TASK BRIEF:
Give back, exactly as written, the lines from the beginning of the listing through the one that contains "use std::str::FromStr;".

↓↓↓

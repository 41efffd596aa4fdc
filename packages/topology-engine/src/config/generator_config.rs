//! Generator sizing configuration

use super::error::{ConfigError, ConfigResult};
use super::Validatable;
use serde::{Deserialize, Serialize};
use std::path::Path;
use std::str::FromStr;

/// VLAN ids are assigned from 100 upward and must stay within 1..=4094.
pub const MAX_VLAN_COUNT: usize = 3995;

/// Upper bound on entities a single generation run may produce
pub const MAX_GENERATED_ENTITIES: usize = 10_000_000;

/// Deployment environment preset
#[derive(Debug, Clone, Copy, PartialEq, Eq, Default, Serialize, Deserialize)]
#[serde(rename_all = "lowercase")]
pub enum Environment {
    /// Full default topology, sample data generated on startup
    #[default]
    Development,

    /// Full default topology, no sample data
    Production,

    /// Minimal topology for fast test runs
    Testing,
}

impl Environment {
    pub fn as_str(&self) -> &'static str {
        match self {
            Self::Development => "development",
            Self::Production => "production",
            Self::Testing => "testing",
        }
    }

    /// Read `ENVIRONMENT`, defaulting to development when unset.
    pub fn from_env() -> ConfigResult<Self> {
        match std::env::var("ENVIRONMENT") {
            Ok(value) => value.parse(),
            Err(_) => Ok(Self::Development),
        }
    }
}

impl FromStr for Environment {
    type Err = ConfigError;

    fn from_str(s: &str) -> Result<Self, Self::Err> {
        match s.trim().to_lowercase().as_str() {
            "development" | "dev" => Ok(Self::Development),
            "production" | "prod" => Ok(Self::Production),
            "testing" | "test" => Ok(Self::Testing),
            _ => Err(ConfigError::UnknownEnvironment(s.to_string())),
        }
    }
}

/// Generator sizing parameters
#[derive(Debug, Clone, PartialEq, Eq, Serialize, Deserialize)]
#[serde(default, deny_unknown_fields)]
pub struct GeneratorConfig {
    /// Number of network switches (>= 1)
    pub switch_count: usize,

    /// Ports created on each switch (>= 1)
    pub ports_per_switch: usize,

    /// Number of VLANs (1..=3995)
    pub vlan_count: usize,

    /// Number of physical servers (>= 1)
    pub server_count: usize,

    /// Virtual machines hosted on each server (>= 1)
    pub vms_per_server: usize,

    /// Pods running on each VM (>= 1)
    pub pods_per_vm: usize,

    /// Containers inside each pod (>= 1)
    pub containers_per_pod: usize,
}

impl Default for GeneratorConfig {
    fn default() -> Self {
        Self {
            switch_count: 3,
            ports_per_switch: 24,
            vlan_count: 10,
            server_count: 5,
            vms_per_server: 10,
            pods_per_vm: 100,
            containers_per_pod: 2,
        }
    }
}

/// Environment variable name for each overridable field
const ENV_FIELDS: [&str; 7] = [
    "SWITCH_COUNT",
    "PORTS_PER_SWITCH",
    "VLAN_COUNT",
    "SERVER_COUNT",
    "VMS_PER_SERVER",
    "PODS_PER_VM",
    "CONTAINERS_PER_POD",
];

impl GeneratorConfig {
    /// Preset sizing for an environment
    pub fn for_environment(env: Environment) -> Self {
        match env {
            Environment::Development | Environment::Production => Self::default(),
            Environment::Testing => Self {
                switch_count: 1,
                server_count: 2,
                vms_per_server: 2,
                pods_per_vm: 5,
                ..Self::default()
            },
        }
    }

    /// Validate configuration
    pub fn validate(&self) -> ConfigResult<()> {
        let positive = [
            ("switch_count", self.switch_count),
            ("ports_per_switch", self.ports_per_switch),
            ("server_count", self.server_count),
            ("vms_per_server", self.vms_per_server),
            ("pods_per_vm", self.pods_per_vm),
            ("containers_per_pod", self.containers_per_pod),
        ];
        for (field, value) in positive {
            if value == 0 {
                return Err(ConfigError::range_with_hint(
                    field,
                    value,
                    1,
                    usize::MAX,
                    "Every generated tier needs at least one entity",
                ));
            }
        }

        let entities = self.checked_totals().map_or(usize::MAX, |(entities, _)| entities);
        if entities > MAX_GENERATED_ENTITIES {
            return Err(ConfigError::range_with_hint(
                "expected_entity_count",
                entities,
                1,
                MAX_GENERATED_ENTITIES,
                "Product of the fan-out counts is too large to generate",
            ));
        }

        if self.vlan_count == 0 || self.vlan_count > MAX_VLAN_COUNT {
            return Err(ConfigError::range_with_hint(
                "vlan_count",
                self.vlan_count,
                1,
                MAX_VLAN_COUNT,
                "VLAN ids start at 100 and may not exceed 4094",
            ));
        }

        Ok(())
    }

    /// Total entities this configuration produces (saturating)
    pub fn expected_entity_count(&self) -> usize {
        self.checked_totals().map_or(usize::MAX, |(entities, _)| entities)
    }

    /// Total relationships this configuration produces (saturating)
    ///
    /// Ports contribute CONTAINS and BELONGS_TO, servers BELONGS_TO, VMs HOSTS,
    /// pods RUNS_ON, containers CONTAINS and CONNECTED_TO.
    pub fn expected_relationship_count(&self) -> usize {
        self.checked_totals().map_or(usize::MAX, |(_, relationships)| relationships)
    }

    /// (entities, relationships), or `None` if either overflows `usize`
    fn checked_totals(&self) -> Option<(usize, usize)> {
        let ports = self.switch_count.checked_mul(self.ports_per_switch)?;
        let vms = self.server_count.checked_mul(self.vms_per_server)?;
        let pods = vms.checked_mul(self.pods_per_vm)?;
        let containers = pods.checked_mul(self.containers_per_pod)?;

        let sum = |parts: [usize; 7]| {
            parts
                .into_iter()
                .try_fold(0usize, |acc, n| acc.checked_add(n))
        };
        let entities = sum([
            self.switch_count,
            ports,
            self.vlan_count,
            self.server_count,
            vms,
            pods,
            containers,
        ])?;
        let relationships = sum([ports, ports, self.server_count, vms, pods, containers, containers])?;
        Some((entities, relationships))
    }

    // ═══════════════════════════════════════════════════════════════════════
    // Loading
    // ═══════════════════════════════════════════════════════════════════════

    /// Parse from a YAML document; missing fields keep their defaults.
    pub fn from_yaml_str(yaml: &str) -> ConfigResult<Self> {
        let config: Self = serde_yaml::from_str(yaml)?;
        config.validate()?;
        Ok(config)
    }

    /// Load from a YAML file
    pub fn from_yaml(path: impl AsRef<Path>) -> ConfigResult<Self> {
        let contents = std::fs::read_to_string(path)?;
        Self::from_yaml_str(&contents)
    }

    /// Serialize to YAML
    pub fn to_yaml(&self) -> ConfigResult<String> {
        Ok(serde_yaml::to_string(self)?)
    }

    /// Defaults overridden by process environment variables
    pub fn from_env() -> ConfigResult<Self> {
        Self::default().with_env_overrides()
    }

    /// Apply process environment variables on top of `self`
    pub fn with_env_overrides(self) -> ConfigResult<Self> {
        self.with_overrides(|name| std::env::var(name).ok())
    }

    /// Apply overrides from an arbitrary lookup (`SWITCH_COUNT` etc.)
    ///
    /// Values are parsed as signed integers so a negative count surfaces as a
    /// range error rather than a parse error.
    pub fn with_overrides<F>(mut self, lookup: F) -> ConfigResult<Self>
    where
        F: Fn(&str) -> Option<String>,
    {
        for var in ENV_FIELDS {
            let Some(raw) = lookup(var) else { continue };
            let parsed: i64 = raw.trim().parse().map_err(|_| ConfigError::InvalidEnv {
                var: var.to_string(),
                value: raw.clone(),
            })?;
            if parsed < 1 {
                return Err(ConfigError::range_with_hint(
                    var.to_lowercase(),
                    parsed,
                    1,
                    usize::MAX,
                    format!("{var} must be a positive integer"),
                ));
            }
            let value = usize::try_from(parsed).map_err(|_| ConfigError::InvalidEnv {
                var: var.to_string(),
                value: raw.clone(),
            })?;
            match var {
                "SWITCH_COUNT" => self.switch_count = value,
                "PORTS_PER_SWITCH" => self.ports_per_switch = value,
                "VLAN_COUNT" => self.vlan_count = value,
                "SERVER_COUNT" => self.server_count = value,
                "VMS_PER_SERVER" => self.vms_per_server = value,
                "PODS_PER_VM" => self.pods_per_vm = value,
                _ => self.containers_per_pod = value,
            }
        }
        self.validate()?;
        Ok(self)
    }

    // ═══════════════════════════════════════════════════════════════════════
    // Builder
    // ═══════════════════════════════════════════════════════════════════════

    pub fn switch_count(mut self, v: usize) -> Self {
        self.switch_count = v;
        self
    }

    pub fn ports_per_switch(mut self, v: usize) -> Self {
        self.ports_per_switch = v;
        self
    }

    pub fn vlan_count(mut self, v: usize) -> Self {
        self.vlan_count = v;
        self
    }

    pub fn server_count(mut self, v: usize) -> Self {
        self.server_count = v;
        self
    }

    pub fn vms_per_server(mut self, v: usize) -> Self {
        self.vms_per_server = v;
        self
    }

    pub fn pods_per_vm(mut self, v: usize) -> Self {
        self.pods_per_vm = v;
        self
    }

    pub fn containers_per_pod(mut self, v: usize) -> Self {
        self.containers_per_pod = v;
        self
    }
}

impl Validatable for GeneratorConfig {
    fn validate(&self) -> ConfigResult<()> {
        GeneratorConfig::validate(self)
    }

    fn config_name(&self) -> &'static str {
        "GeneratorConfig"
    }
}

/// Top-level configuration: environment plus generator sizing
///
/// When deserialized, the `environment` preset is resolved first and the
/// document's fields are laid over it, so `environment: testing` with a
/// partial `generator:` block keeps the testing sizing for the fields it omits.
#[derive(Debug, Clone, PartialEq, Eq, Serialize, Deserialize)]
#[serde(try_from = "TopologyDocument")]
pub struct TopologyConfig {
    pub environment: Environment,

    /// Populate the store with a generated topology on startup
    pub generate_sample_data: bool,

    pub generator: GeneratorConfig,
}

impl Default for TopologyConfig {
    fn default() -> Self {
        Self::for_environment(Environment::Development)
    }
}

impl TopologyConfig {
    pub fn for_environment(environment: Environment) -> Self {
        Self {
            environment,
            generate_sample_data: environment != Environment::Production,
            generator: GeneratorConfig::for_environment(environment),
        }
    }

    /// Preset from `ENVIRONMENT`, sizing overridden by the generator variables
    pub fn from_env() -> ConfigResult<Self> {
        let mut config = Self::for_environment(Environment::from_env()?);
        if let Ok(flag) = std::env::var("GENERATE_SAMPLE_DATA") {
            config.generate_sample_data = matches!(
                flag.trim().to_lowercase().as_str(),
                "1" | "true" | "yes" | "on"
            );
        }
        config.generator = config.generator.with_env_overrides()?;
        Ok(config)
    }

    pub fn from_yaml_str(yaml: &str) -> ConfigResult<Self> {
        let config: Self = serde_yaml::from_str(yaml)?;
        config.validate()?;
        Ok(config)
    }

    pub fn from_yaml(path: impl AsRef<Path>) -> ConfigResult<Self> {
        let contents = std::fs::read_to_string(path)?;
        Self::from_yaml_str(&contents)
    }
}

/// Document form of `TopologyConfig`; every field is optional
#[derive(Deserialize)]
#[serde(deny_unknown_fields)]
struct TopologyDocument {
    #[serde(default)]
    environment: Option<Environment>,
    #[serde(default)]
    generate_sample_data: Option<bool>,
    #[serde(default)]
    generator: Option<serde_yaml::Mapping>,
}

impl TryFrom<TopologyDocument> for TopologyConfig {
    type Error = ConfigError;

    fn try_from(doc: TopologyDocument) -> ConfigResult<Self> {
        let mut config = Self::for_environment(doc.environment.unwrap_or_default());
        if let Some(flag) = doc.generate_sample_data {
            config.generate_sample_data = flag;
        }
        if let Some(overrides) = doc.generator {
            let mut merged = match serde_yaml::to_value(&config.generator)? {
                serde_yaml::Value::Mapping(preset) => preset,
                _ => serde_yaml::Mapping::new(),
            };
            merged.extend(overrides);
            config.generator = serde_yaml::from_value(serde_yaml::Value::Mapping(merged))?;
        }
        Ok(config)
    }
}

impl Validatable for TopologyConfig {
    fn validate(&self) -> ConfigResult<()> {
        self.generator.validate()
    }

    fn config_name(&self) -> &'static str {
        "TopologyConfig"
    }
}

↑↑↑

WRITTEN RESPONSE:
repository 41efffd596aa4fdc
filename packages/topology-engine/src/config/generator_config.rs
//! Generator sizing configuration

use super::error::{ConfigError, ConfigResult};
use super::Validatable;
use serde::{Deserialize, Serialize};
use std::path::Path;
use std::str::FromStr;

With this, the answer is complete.